Bu mesele şehirdeki adamın televizyonundan savaş filmi seyretmesi gibidir…
Bunun örneklerini Kuzey Ege’nin Ayvalık, Burhaniye, Edremit, Gömeç, Küçükkuyu gibi ilçelerinin köylerinde gördük..
“Sabah uykusundan eşek sesiyle, traktör gürültüsiyle uyandığı” şikayetiyle, kaymakamlıklara/ Çevre il Müdürlüğü’ne dilekçe veren mi istersin..
Sabah sporuna “pazar çantası!” ile çıkıp, köylünün tarlasından haftalık nevaleyi düzerken yakalanıp, bir araba dayak yedikten sonra jandarmaya giden mi istersin..
Şehirde kötü alışkanlıkları ve ahlaki yozlaşmayı köye taşıyanları, bu yüzden köylülerle yaşanan sıkıntıları..
Kendi adıma böyle absürtlükleri haberleştirdiklerim olmuştur..
Paranın yatırım aracı olduğu kadar “yaptırım gücüne” sığınanların işledikleri cinayetleri de gördük biz..
Siz de görmüş ya da tartışmanın tarafı olarak yaşanmışlıklarınız vardır..
Kendiniz yaşamamışsanız bile hasım/ akrabalardan biri mutlaka yaşamış ya da tanık olmuş, size de anlatmıştır..
Bu yüzden “Aman!” diyeyim Hacı abi, Amannn, yine de Amaaaannn!..
“Yatırımlık arazi” köye bir şey kazandırmayacağı gibi, senin ileri sürdüğün gibi..
“Mutlu” yeni köylüler yaratmaz!
Çünkü..
Köy ve köylülük bir yaşam biçimi, bir kültürdür..
Boş arazi ve evleri satmadan önce,
köy hayatının zorluklarını ve problemlerini de anlatmak gerekmez mi?
Şehirde kaloriferli, doğalgazlı evde büyüyen insan için soba,
üzerinde kestane pişirilen, fırınına patates atılan fantastik bir eşya olarak görülebilir uzaktan..
Ama yalnızca uzaktan..
Tamam.. sobalı evin güzellikleri de vardır.

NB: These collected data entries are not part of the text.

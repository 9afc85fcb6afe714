//! HTTP server core implementation
//!
//! This module provides the HttpServer struct and its core methods.

use crate::config::{Config, ServerConfig};
use crate::server::routes;
use crate::server::state::AppState;
use crate::utils::error::{GatewayError, Result};
use actix_web::{
    App, HttpServer as ActixHttpServer,
    middleware::{DefaultHeaders, Logger},
    web,
};
use tracing::{error, info};

/// HTTP server
#[derive(Debug)]
pub struct HttpServer {
    /// Server configuration
    config: ServerConfig,
    /// Application state
    state: AppState,
}

impl HttpServer {
    /// Create a new HTTP server, building providers from `config`
    pub fn new(config: &Config) -> Result<Self> {
        info!("Creating HTTP server");

        let state = AppState::from_config(config.clone())?;
        Ok(Self::with_state(config.server().clone(), state))
    }

    /// Create a server around prepared state
    pub fn with_state(config: ServerConfig, state: AppState) -> Self {
        Self { config, state }
    }

    /// Create the Actix-web application
    pub fn create_app(
        state: web::Data<AppState>,
    ) -> App<
        impl actix_web::dev::ServiceFactory<
            actix_web::dev::ServiceRequest,
            Config = (),
            Response = actix_web::dev::ServiceResponse<impl actix_web::body::MessageBody>,
            Error = actix_web::Error,
            InitError = (),
        >,
    > {
        let json_config = web::JsonConfig::default()
            .limit(state.config.server().max_body_size)
            .error_handler(|err, _req| GatewayError::bad_request(err.to_string()).into());

        App::new()
            .app_data(state)
            .app_data(json_config)
            .wrap(Logger::default())
            .wrap(DefaultHeaders::new().add(("Server", "legal-ai-gateway")))
            .configure(routes::configure_routes)
    }

    /// Start the HTTP server
    pub async fn start(self) -> Result<()> {
        let bind_addr = self.config.address();

        info!("Starting HTTP server on {}", bind_addr);

        let state = web::Data::new(self.state);

        let mut server = ActixHttpServer::new(move || Self::create_app(state.clone()));
        if let Some(workers) = self.config.workers {
            server = server.workers(workers);
        }

        let server = server
            .bind(&bind_addr)
            .map_err(|e| {
                error!("Failed to bind {}: {}", bind_addr, e);
                GatewayError::Io(e)
            })?
            .run();

        info!("HTTP server listening on {}", bind_addr);

        server.await?;

        info!("HTTP server stopped");
        Ok(())
    }

    /// Get server configuration
    pub fn config(&self) -> &ServerConfig {
        &self.config
    }

    /// Get application state
    pub fn state(&self) -> &AppState {
        &self.state
    }
}
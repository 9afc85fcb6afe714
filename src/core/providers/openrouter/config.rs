//! OpenRouter Provider Configuration

use serde::{Deserialize, Serialize};
use std::time::Duration;

use crate::core::traits::ProviderConfig;

/// Default OpenRouter API base
pub const DEFAULT_BASE_URL: &str = "https://openrouter.ai/api/v1";
/// Default routed model
pub const DEFAULT_MODEL: &str = "openai/gpt-3.5-turbo";
/// Default `HTTP-Referer` value
pub const DEFAULT_SITE_URL: &str = "http://localhost:3000";

/// OpenRouter provider configuration
#[derive(Debug, Clone, Serialize, Deserialize)]
pub struct OpenRouterConfig {
    /// API key for OpenRouter
    pub api_key: Option<String>,
    /// Base URL for OpenRouter API
    pub base_url: String,
    /// Model identifier, `vendor/model`
    pub model: String,
    /// Site URL sent as `HTTP-Referer`
    pub site_url: String,
    /// Site name sent as `X-Title` (optional)
    pub site_name: Option<String>,
    /// Request timeout in seconds
    pub timeout_seconds: u64,
}

impl Default for OpenRouterConfig {
    fn default() -> Self {
        Self {
            api_key: None,
            base_url: DEFAULT_BASE_URL.to_string(),
            model: DEFAULT_MODEL.to_string(),
            site_url: DEFAULT_SITE_URL.to_string(),
            site_name: None,
            timeout_seconds: 30,
        }
    }
}

impl ProviderConfig for OpenRouterConfig {
    fn validate(&self) -> Result<(), String> {
        if self.base_url.is_empty() {
            return Err("OpenRouter base URL is required".to_string());
        }

        if !self.base_url.starts_with("http") {
            return Err("OpenRouter base URL must start with http:// or https://".to_string());
        }

        if self.model.is_empty() {
            return Err("OpenRouter model is required".to_string());
        }

        if self.timeout_seconds == 0 {
            return Err("Timeout must be greater than 0".to_string());
        }

        Ok(())
    }

    fn api_key(&self) -> Option<&str> {
        self.api_key.as_deref().filter(|k| !k.is_empty())
    }

    fn api_base(&self) -> &str {
        &self.base_url
    }

    fn timeout(&self) -> Duration {
        Duration::from_secs(self.timeout_seconds)
    }
}

impl OpenRouterConfig {
    /// Fixed sampling temperature
    pub const TEMPERATURE: f32 = 0.7;
    /// Fixed completion token cap
    pub const MAX_TOKENS: u32 = 2048;

    /// Create new OpenRouter configuration
    pub fn new(api_key: impl Into<String>) -> Self {
        Self {
            api_key: Some(api_key.into()),
            ..Default::default()
        }
    }

    /// Load configuration from environment variables
    pub fn from_env() -> Self {
        let api_key = std::env::var("OPENROUTER_API_KEY")
            .ok()
            .filter(|k| !k.trim().is_empty());
        let base_url =
            std::env::var("OPENROUTER_BASE_URL").unwrap_or_else(|_| DEFAULT_BASE_URL.to_string());
        let model =
            std::env::var("OPENROUTER_MODEL").unwrap_or_else(|_| DEFAULT_MODEL.to_string());
        let site_url = std::env::var("NEXTAUTH_URL").unwrap_or_else(|_| DEFAULT_SITE_URL.to_string());
        let site_name = std::env::var("OPENROUTER_SITE_NAME").ok();
        let timeout_seconds = std::env::var("OPENROUTER_TIMEOUT")
            .ok()
            .and_then(|t| t.parse().ok())
            .unwrap_or(30);

        Self {
            api_key,
            base_url,
            model,
            site_url,
            site_name,
            timeout_seconds,
        }
    }

    /// Set site URL for OpenRouter request headers
    pub fn with_site_url(mut self, site_url: impl Into<String>) -> Self {
        self.site_url = site_url.into();
        self
    }

    /// Set site name for OpenRouter request headers
    pub fn with_site_name(mut self, site_name: impl Into<String>) -> Self {
        self.site_name = Some(site_name.into());
        self
    }

    /// Set base URL
    pub fn with_base_url(mut self, base_url: impl Into<String>) -> Self {
        self.base_url = base_url.into();
        self
    }

    /// Set model
    pub fn with_model(mut self, model: impl Into<String>) -> Self {
        self.model = model.into();
        self
    }

    /// Set timeout
    pub fn with_timeout(mut self, timeout_seconds: u64) -> Self {
        self.timeout_seconds = timeout_seconds;
        self
    }

    /// Model name without the vendor prefix (`openai/gpt-3.5-turbo` -> `gpt-3.5-turbo`)
    pub fn display_model(&self) -> &str {
        self.model
            .split_once('/')
            .map(|(_, name)| name)
            .unwrap_or(&self.model)
    }

    /// Chat completions URL
    pub fn completions_url(&self) -> String {
        format!("{}/chat/completions", self.base_url.trim_end_matches('/'))
    }
}
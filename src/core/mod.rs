//! Core functionality for the Gateway
//!
//! This module contains the core business logic and data structures:
//! provider adapters, the adapter trait, request/result types and the
//! load-balancing router.

pub mod providers;
pub mod router;
pub mod traits;
pub mod types;
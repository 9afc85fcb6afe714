//! Logging configuration

use super::*;
use serde::{Deserialize, Serialize};

/// Logging configuration
///
/// `RUST_LOG`, when set, takes precedence over `level`. Output format is
/// chosen on the command line since the subscriber is installed before the
/// file is read.
#[derive(Debug, Clone, PartialEq, Eq, Serialize, Deserialize)]
pub struct LoggingConfig {
    /// Default filter directive
    #[serde(default = "default_log_level")]
    pub level: String,
}

impl Default for LoggingConfig {
    fn default() -> Self {
        Self {
            level: default_log_level(),
        }
    }
}
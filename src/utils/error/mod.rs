//! Error handling for the Gateway
//!
//! This module defines all error types used throughout the gateway.

mod conversions;
mod response;
mod types;

pub use response::{ErrorDetail, ErrorResponse};
pub use types::{GatewayError, Result};
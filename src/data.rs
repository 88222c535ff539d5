//! Static symbol tables shared by the normalizer and the Vietnamese composer.

use phf::{Map, Set, phf_map, phf_set};

/// Latin-1 Supplement characters treated as separators.
pub static LATIN1_EXCLUDE: Set<char> = phf_set! {
    '\u{00A0}', // NO-BREAK SPACE
    '\u{00AB}', // LEFT-POINTING DOUBLE ANGLE QUOTATION MARK
    '\u{00B0}', // DEGREE SIGN
    '\u{00BB}', // RIGHT-POINTING DOUBLE ANGLE QUOTATION MARK
};

// ---------------------------------------------------------------------------
//  Vietnamese composition
// ---------------------------------------------------------------------------

/// Base letters that take a combining tone mark, in column order of
/// [`VI_COMPOSED`].
pub static VI_BASE_INDEX: Map<char, u8> = phf_map! {
    'A' => 0, 'E' => 1, 'I' => 2, 'O' => 3, 'U' => 4, 'Y' => 5,
    'a' => 6, 'e' => 7, 'i' => 8, 'o' => 9, 'u' => 10, 'y' => 11,
    '\u{00C2}' => 12, '\u{00CA}' => 13, '\u{00D4}' => 14,
    '\u{00E2}' => 15, '\u{00EA}' => 16, '\u{00F4}' => 17,
    '\u{0102}' => 18, '\u{0103}' => 19,
    '\u{01A0}' => 20, '\u{01A1}' => 21,
    '\u{01AF}' => 22, '\u{01B0}' => 23,
};

/// Combining marks, in row order of [`VI_COMPOSED`].
pub static VI_MARK_INDEX: Map<char, u8> = phf_map! {
    '\u{0300}' => 0, // grave
    '\u{0301}' => 1, // acute
    '\u{0303}' => 2, // tilde
    '\u{0309}' => 3, // hook above
    '\u{0323}' => 4, // dot below
};

pub const VI_BASE_COUNT: usize = 24;
pub const VI_MARK_COUNT: usize = 5;

/// Precomposed results, `VI_COMPOSED[mark][base]`.
pub static VI_COMPOSED: [[char; VI_BASE_COUNT]; VI_MARK_COUNT] = [
    // U+0300 grave
    [
        '\u{00C0}', '\u{00C8}', '\u{00CC}', '\u{00D2}', '\u{00D9}', '\u{1EF2}', '\u{00E0}',
        '\u{00E8}', '\u{00EC}', '\u{00F2}', '\u{00F9}', '\u{1EF3}', '\u{1EA6}', '\u{1EC0}',
        '\u{1ED2}', '\u{1EA7}', '\u{1EC1}', '\u{1ED3}', '\u{1EB0}', '\u{1EB1}', '\u{1EDC}',
        '\u{1EDD}', '\u{1EEA}', '\u{1EEB}',
    ],
    // U+0301 acute
    [
        '\u{00C1}', '\u{00C9}', '\u{00CD}', '\u{00D3}', '\u{00DA}', '\u{00DD}', '\u{00E1}',
        '\u{00E9}', '\u{00ED}', '\u{00F3}', '\u{00FA}', '\u{00FD}', '\u{1EA4}', '\u{1EBE}',
        '\u{1ED0}', '\u{1EA5}', '\u{1EBF}', '\u{1ED1}', '\u{1EAE}', '\u{1EAF}', '\u{1EDA}',
        '\u{1EDB}', '\u{1EE8}', '\u{1EE9}',
    ],
    // U+0303 tilde
    [
        '\u{00C3}', '\u{1EBC}', '\u{0128}', '\u{00D5}', '\u{0168}', '\u{1EF8}', '\u{00E3}',
        '\u{1EBD}', '\u{0129}', '\u{00F5}', '\u{0169}', '\u{1EF9}', '\u{1EAA}', '\u{1EC4}',
        '\u{1ED6}', '\u{1EAB}', '\u{1EC5}', '\u{1ED7}', '\u{1EB4}', '\u{1EB5}', '\u{1EE0}',
        '\u{1EE1}', '\u{1EEE}', '\u{1EEF}',
    ],
    // U+0309 hook above
    [
        '\u{1EA2}', '\u{1EBA}', '\u{1EC8}', '\u{1ECE}', '\u{1EE6}', '\u{1EF6}', '\u{1EA3}',
        '\u{1EBB}', '\u{1EC9}', '\u{1ECF}', '\u{1EE7}', '\u{1EF7}', '\u{1EA8}', '\u{1EC2}',
        '\u{1ED4}', '\u{1EA9}', '\u{1EC3}', '\u{1ED5}', '\u{1EB2}', '\u{1EB3}', '\u{1EDE}',
        '\u{1EDF}', '\u{1EEC}', '\u{1EED}',
    ],
    // U+0323 dot below
    [
        '\u{1EA0}', '\u{1EB8}', '\u{1ECA}', '\u{1ECC}', '\u{1EE4}', '\u{1EF4}', '\u{1EA1}',
        '\u{1EB9}', '\u{1ECB}', '\u{1ECD}', '\u{1EE5}', '\u{1EF5}', '\u{1EAC}', '\u{1EC6}',
        '\u{1ED8}', '\u{1EAD}', '\u{1EC7}', '\u{1ED9}', '\u{1EB6}', '\u{1EB7}', '\u{1EE2}',
        '\u{1EE3}', '\u{1EF0}', '\u{1EF1}',
    ],
];

// ---------------------------------------------------------------------------
//  CJK symbol classes
// ---------------------------------------------------------------------------

/// Built-in seed table of CJK ideograph classes. The first character of each
/// class is its representative.
///
/// This is a partial table of ten classes. Applications that detect Chinese or
/// Japanese text install the complete table (several thousand ideographs)
/// through [`crate::cjk::install_classes`].
pub static CJK_SEED_CLASSES: &[&str] = &[
    "\u{4F7C}\u{6934}",
    "\u{88CF}\u{95B2}",
    "\u{4E27}\u{532E}",
    "\u{4E01}\u{4E03}\u{4E47}\u{4E5C}",
    "\u{4E13}\u{4E24}\u{4E25}\u{4E3A}\u{4E3D}",
    "\u{4E9F}\u{4EBF}\u{4F09}\u{4F36}",
    "\u{5742}\u{5A9A}\u{5D16}\u{6046}",
    "\u{6CAB}\u{6E0A}\u{6F20}\u{7011}",
    "\u{7AE5}\u{7FC1}\u{8568}\u{8A8A}",
    "\u{9042}\u{9283}\u{95A5}\u{97CB}",
];
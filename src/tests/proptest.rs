mod prop_tests {
    use crate::{
        Detector, LanguageProfile, ProfileRegistry,
        ngram::{N_GRAM, extract_ngrams},
        pipeline::preprocess_pipeline,
        stage::{CollapseSeparators, Stage, Truncate},
        unicode::normalize_char,
    };
    use proptest::prelude::*;
    use std::{borrow::Cow, collections::HashMap, sync::Arc};

    fn registry() -> Arc<ProfileRegistry> {
        Arc::new(
            ProfileRegistry::new([
                LanguageProfile::from_tokens("en", "a a a b b c c d e"),
                LanguageProfile::from_tokens("fr", "a b b c c c d d d"),
                LanguageProfile::from_tokens("ja", "\u{3042} \u{3042} \u{3042}"),
            ])
            .unwrap(),
        )
    }

    proptest! {
        #[test]
        fn normalize_char_idempotent(c in any::<char>()) {
            let once = normalize_char(c);
            prop_assert_eq!(normalize_char(once), once);
        }

        #[test]
        fn collapse_idempotent(s in "[ a-z\\t\u{3000}]{0,200}") {
            let stage = CollapseSeparators;
            let once = stage.apply(Cow::Borrowed(&s)).into_owned();
            let twice = stage.apply(Cow::Borrowed(&once));
            prop_assert!(!once.contains("  "));
            prop_assert_eq!(twice.as_ref(), once.as_str());
            prop_assert!(matches!(twice, Cow::Borrowed(_)));
        }

        #[test]
        fn truncation_bound(s in ".{0,300}", max in 0usize..200) {
            let out = Truncate::new(max).apply(Cow::Borrowed(&s));
            prop_assert_eq!(out.chars().count(), s.chars().count().min(max));
            prop_assert!(s.starts_with(out.as_ref()));
        }

        #[test]
        fn preprocessed_text_is_trimmed(s in ".{0,300}") {
            let out = preprocess_pipeline(100).process(Cow::Borrowed(&s));
            prop_assert!(!out.contains("  "));
            prop_assert_eq!(out.trim(), out.as_ref());
            prop_assert!(out.chars().count() <= 100);
        }

        #[test]
        fn grams_are_short_and_not_blank(s in ".{0,200}") {
            for gram in extract_ngrams(&s, |_| true) {
                let len = gram.chars().count();
                prop_assert!((1..=N_GRAM).contains(&len), "{gram:?}");
                prop_assert!(!gram.chars().all(char::is_whitespace), "{gram:?}");
            }
        }

        #[test]
        fn prior_sums_to_one_and_keeps_ratios(
            weights in prop::collection::vec(0.0f64..1000.0, 3),
        ) {
            prop_assume!(weights.iter().sum::<f64>() > 0.0);
            let mut detector = Detector::builder(registry()).seed(0).build();
            let map: HashMap<&str, f64> = ["en", "fr", "ja"].into_iter().zip(weights.iter().copied()).collect();
            detector.set_prior_map(&map).unwrap();

            let prior = detector.prior().unwrap();
            let sum: f64 = prior.iter().sum();
            prop_assert!((sum - 1.0).abs() < 1e-9);
            let total: f64 = weights.iter().sum();
            for (p, w) in prior.iter().zip(&weights) {
                prop_assert!((p - w / total).abs() < 1e-9);
            }
        }

        #[test]
        fn negative_weight_always_rejected(w in -1000.0f64..-1e-9, other in 0.0f64..10.0) {
            let mut detector = Detector::builder(registry()).seed(0).build();
            let map = HashMap::from([("fr", w), ("en", other)]);
            prop_assert!(detector.set_prior_map(&map).is_err());
            prop_assert!(detector.prior().is_none());
        }
    }
}
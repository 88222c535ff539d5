//! `f64` estimator reading rows straight out of the shared registry.

use std::sync::Arc;

use rand::{Rng, SeedableRng, rngs::StdRng};

use crate::{
    detector::DetectError,
    estimator::{Backend, Estimator, NORMALIZE_EVERY, TrialParams, run_trials, trial_seeds},
    profile::ProfileRegistry,
};

#[derive(Debug, Clone)]
pub struct ReferenceEstimator {
    registry: Arc<ProfileRegistry>,
}

impl ReferenceEstimator {
    pub fn new(registry: Arc<ProfileRegistry>) -> Self {
        Self { registry }
    }

    fn run_trial(
        &self,
        trial: usize,
        features: &[String],
        prior: Option<&[f64]>,
        params: &TrialParams,
        seed: u64,
    ) -> Vec<f64> {
        let mut rng = StdRng::seed_from_u64(seed);
        let mut prob = init_probability(prior, self.registry.lang_count());
        let alpha = params.alpha + rng.random::<f64>() * params.alpha_width;
        let weight = alpha / params.base_freq;

        let mut i = 0;
        let max = loop {
            let gram = &features[rng.random_range(0..features.len())];
            if let Some(row) = self.registry.row(gram) {
                for (p, &w) in prob.iter_mut().zip(row) {
                    *p *= weight + w;
                }
            }
            if i % NORMALIZE_EVERY == 0 {
                let max = normalize_prob(&mut prob);
                if max > params.convergence_threshold || i >= params.iteration_limit {
                    break max;
                }
            }
            i += 1;
        };

        tracing::trace!(trial, iterations = i, max, alpha, "reference trial finished");
        prob
    }
}

impl Estimator for ReferenceEstimator {
    fn backend(&self) -> Backend {
        Backend::Reference
    }

    fn estimate(
        &mut self,
        features: &[String],
        prior: Option<&[f64]>,
        params: &TrialParams,
        rng: &mut StdRng,
    ) -> Result<Vec<f64>, DetectError> {
        if features.is_empty() {
            return Err(DetectError::NoFeatures);
        }
        let seeds = trial_seeds(rng, params.n_trial);
        let trials = run_trials(&seeds, params.parallel, |trial, seed| {
            self.run_trial(trial, features, prior, params, seed)
        });

        let mut lang_prob = vec![0.0; self.registry.lang_count()];
        let n = params.n_trial as f64;
        for prob in &trials {
            for (acc, &p) in lang_prob.iter_mut().zip(prob) {
                *acc += p / n;
            }
        }
        Ok(lang_prob)
    }
}

/// Prior copy, or uniform when there is none.
pub(crate) fn init_probability(prior: Option<&[f64]>, lang_count: usize) -> Vec<f64> {
    match prior {
        Some(prior) => prior.to_vec(),
        None => vec![1.0 / lang_count as f64; lang_count],
    }
}

/// Scale `prob` to sum to 1 and return its largest entry.
pub(crate) fn normalize_prob(prob: &mut [f64]) -> f64 {
    let sum: f64 = prob.iter().sum();
    let mut max = 0.0;
    for p in prob.iter_mut() {
        *p /= sum;
        if *p > max {
            max = *p;
        }
    }
    max
}
//! `f32` estimator over contiguous, detector-owned buffers.
//!
//! At construction the registry matrix is copied once into a row-major `f32`
//! buffer next to a feature-id buffer, an output buffer and a prior buffer.
//! Each estimate stages gram ids into the feature buffer, with grams missing
//! from the registry staged as [`UNKNOWN_GRAM`], runs [`detect_block`] and
//! copies the output back out. The buffers live until [`Estimator::release`]
//! or drop.

use std::{ops::Deref, sync::Arc};

use rand::{Rng, SeedableRng, rngs::StdRng};

use crate::{
    detector::DetectError,
    estimator::{Backend, Estimator, NORMALIZE_EVERY, TrialParams, run_trials, trial_seeds},
    ngram::N_GRAM,
    profile::ProfileRegistry,
};

/// Feature id of a gram the registry has no row for. Drawing it costs an
/// iteration but leaves the probabilities unchanged.
pub const UNKNOWN_GRAM: u32 = u32::MAX;

/// Buffers handed to the kernel.
#[derive(Debug)]
pub struct FlatBuffers {
    lang_count: usize,
    /// `gram_count * lang_count`, row-major by gram id.
    matrix: Vec<f32>,
    features: Vec<u32>,
    output: Vec<f32>,
    prior: Vec<f32>,
}

impl FlatBuffers {
    pub fn allocate(registry: &ProfileRegistry, max_text_length: usize) -> Self {
        let lang_count = registry.lang_count();
        let buffers = Self {
            lang_count,
            matrix: registry.matrix().iter().map(|&p| p as f32).collect(),
            features: Vec::with_capacity(max_text_length.saturating_mul(N_GRAM)),
            output: vec![0.0; lang_count],
            prior: vec![0.0; lang_count],
        };
        tracing::debug!(
            bytes = buffers.byte_size(),
            grams = registry.gram_count(),
            languages = lang_count,
            "allocated flat buffers"
        );
        buffers
    }

    #[inline]
    pub fn lang_count(&self) -> usize {
        self.lang_count
    }

    /// Reserved size of all four buffers.
    pub fn byte_size(&self) -> usize {
        self.matrix.capacity() * size_of::<f32>()
            + self.features.capacity() * size_of::<u32>()
            + (self.output.capacity() + self.prior.capacity()) * size_of::<f32>()
    }

    /// Gram ids currently staged. Empty between estimates.
    #[inline]
    pub fn staged_features(&self) -> &[u32] {
        &self.features
    }

    #[inline]
    pub fn feature_capacity(&self) -> usize {
        self.features.capacity()
    }
}

impl Drop for FlatBuffers {
    fn drop(&mut self) {
        tracing::debug!(bytes = self.byte_size(), "released flat buffers");
    }
}

/// Gram ids staged for one estimate. The buffer is emptied when the scope
/// ends, whichever way it ends.
struct FeatureScope<'a> {
    ids: &'a mut Vec<u32>,
}

impl<'a> FeatureScope<'a> {
    fn stage<I>(ids: &'a mut Vec<u32>, grams: I) -> Self
    where
        I: IntoIterator<Item = u32>,
    {
        ids.clear();
        ids.extend(grams);
        Self { ids }
    }
}

impl Deref for FeatureScope<'_> {
    type Target = [u32];

    fn deref(&self) -> &[u32] {
        self.ids
    }
}

impl Drop for FeatureScope<'_> {
    fn drop(&mut self) {
        self.ids.clear();
    }
}

#[derive(Debug)]
pub struct FlatEstimator {
    registry: Arc<ProfileRegistry>,
    buffers: Option<FlatBuffers>,
}

impl FlatEstimator {
    pub fn new(registry: Arc<ProfileRegistry>, max_text_length: usize) -> Self {
        let buffers = FlatBuffers::allocate(&registry, max_text_length);
        Self {
            registry,
            buffers: Some(buffers),
        }
    }

    /// `None` once released.
    #[inline]
    pub fn buffers(&self) -> Option<&FlatBuffers> {
        self.buffers.as_ref()
    }
}

impl Estimator for FlatEstimator {
    fn backend(&self) -> Backend {
        Backend::Flat
    }

    fn estimate(
        &mut self,
        features: &[String],
        prior: Option<&[f64]>,
        params: &TrialParams,
        rng: &mut StdRng,
    ) -> Result<Vec<f64>, DetectError> {
        let buffers = self.buffers.as_mut().ok_or(DetectError::Released)?;
        if features.is_empty() {
            return Err(DetectError::NoFeatures);
        }
        let registry = &self.registry;

        let ids = FeatureScope::stage(
            &mut buffers.features,
            features.iter().map(|gram| {
                registry
                    .row_index(gram)
                    .and_then(|idx| u32::try_from(idx).ok())
                    .unwrap_or(UNKNOWN_GRAM)
            }),
        );

        let prior = match prior {
            Some(prior) => {
                for (dst, &p) in buffers.prior.iter_mut().zip(prior) {
                    *dst = p as f32;
                }
                Some(&buffers.prior[..])
            }
            None => None,
        };

        buffers.output.fill(0.0);
        let seeds = trial_seeds(rng, params.n_trial);
        detect_block(&mut buffers.output, &ids, &buffers.matrix, prior, params, &seeds);

        Ok(buffers.output.iter().map(|&p| f64::from(p)).collect())
    }

    fn release(&mut self) {
        self.buffers.take();
    }

    fn is_released(&self) -> bool {
        self.buffers.is_none()
    }
}

/// Run one trial per seed over `ngrams` (row ids into `matrix`, or
/// [`UNKNOWN_GRAM`]) and add the trial average into `lang_prob`.
///
/// `matrix` is row-major with `lang_prob.len()` columns; `prior`, when given,
/// has one entry per column.
pub fn detect_block(
    lang_prob: &mut [f32],
    ngrams: &[u32],
    matrix: &[f32],
    prior: Option<&[f32]>,
    params: &TrialParams,
    seeds: &[u64],
) {
    if ngrams.is_empty() || seeds.is_empty() {
        return;
    }
    let lang_count = lang_prob.len();
    let trials = run_trials(seeds, params.parallel, |trial, seed| {
        run_trial(trial, ngrams, matrix, prior, lang_count, params, seed)
    });

    let n = seeds.len() as f32;
    for prob in &trials {
        for (acc, &p) in lang_prob.iter_mut().zip(prob) {
            *acc += p / n;
        }
    }
}

fn run_trial(
    trial: usize,
    ngrams: &[u32],
    matrix: &[f32],
    prior: Option<&[f32]>,
    lang_count: usize,
    params: &TrialParams,
    seed: u64,
) -> Vec<f32> {
    let mut rng = StdRng::seed_from_u64(seed);
    let mut prob = vec![0.0; lang_count];
    init_probability(&mut prob, prior);
    let alpha = (params.alpha + rng.random::<f64>() * params.alpha_width) as f32;
    let weight = alpha / params.base_freq as f32;
    let threshold = params.convergence_threshold as f32;

    let mut i = 0;
    let max = loop {
        let id = ngrams[rng.random_range(0..ngrams.len())];
        if id != UNKNOWN_GRAM {
            let id = id as usize;
            let row = &matrix[id * lang_count..(id + 1) * lang_count];
            update_lang_prob(&mut prob, row, weight);
        }
        if i % NORMALIZE_EVERY == 0 {
            let max = normalize_prob(&mut prob);
            if max > threshold || i >= params.iteration_limit {
                break max;
            }
        }
        i += 1;
    };

    tracing::trace!(trial, iterations = i, max, alpha, "flat trial finished");
    prob
}

#[inline]
fn init_probability(prob: &mut [f32], prior: Option<&[f32]>) {
    match prior {
        Some(prior) => prob.copy_from_slice(prior),
        None => prob.fill(1.0 / prob.len() as f32),
    }
}

#[inline]
fn update_lang_prob(prob: &mut [f32], row: &[f32], weight: f32) {
    for (p, &w) in prob.iter_mut().zip(row) {
        *p *= weight + w;
    }
}

#[inline]
fn normalize_prob(prob: &mut [f32]) -> f32 {
    let sum: f32 = prob.iter().sum();
    let mut max = 0.0;
    for p in prob.iter_mut() {
        *p /= sum;
        if *p > max {
            max = *p;
        }
    }
    max
}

Ayrıca sobanın üzerinde demlenen çay, soba üzerinde durdukça sıcaklığını kaybetmemekte ve
sobanın üzerinde pişen yemekler daha lezzetli olur..
Ama sobanın zahmeti çoktur..
Kış gelmeden odunlar hazırlanır, odunlukta veya yağmurdan etkilenmeyecek başka bir yerde dizilerek muhafaza edilir.
Kış gelince bahçedeki soba evin içine monte edilir.
Ve sobanın içindeki demir kova hergün en alta kalın odun, üzerine de ince odunlar olacak şekilde yerleştirilir ve evin içinde yakılır..
Üstteki ince odunlar yavaş yavaş aşağıdaki kalın odunları tutuşturur..
“Hava bir de lodos olursa”.. demeyeceğim..
Ayrıca..
Köy evlerinde genellikle bir odaya soba kurulur..
Anne, baba, çocuklar, nine hep aynı odada yatarlar.
Soğuktan sular donmasın diye musluklar hafif açık bırakılır.
Banyo-tuvalet kışın buz gibidir..
Heladan çıkınca ellerini yıkayan insan soğuktan adeta ellerini hissetmez ve
hemen acele bir şekilde soba yanan odanın yolunu tutar..
Sıcacık evde oturmak..
Kombiye tek bir dokunuş yapmak ve istediği zaman banyo yapmak varken bu işlere kim katlanır?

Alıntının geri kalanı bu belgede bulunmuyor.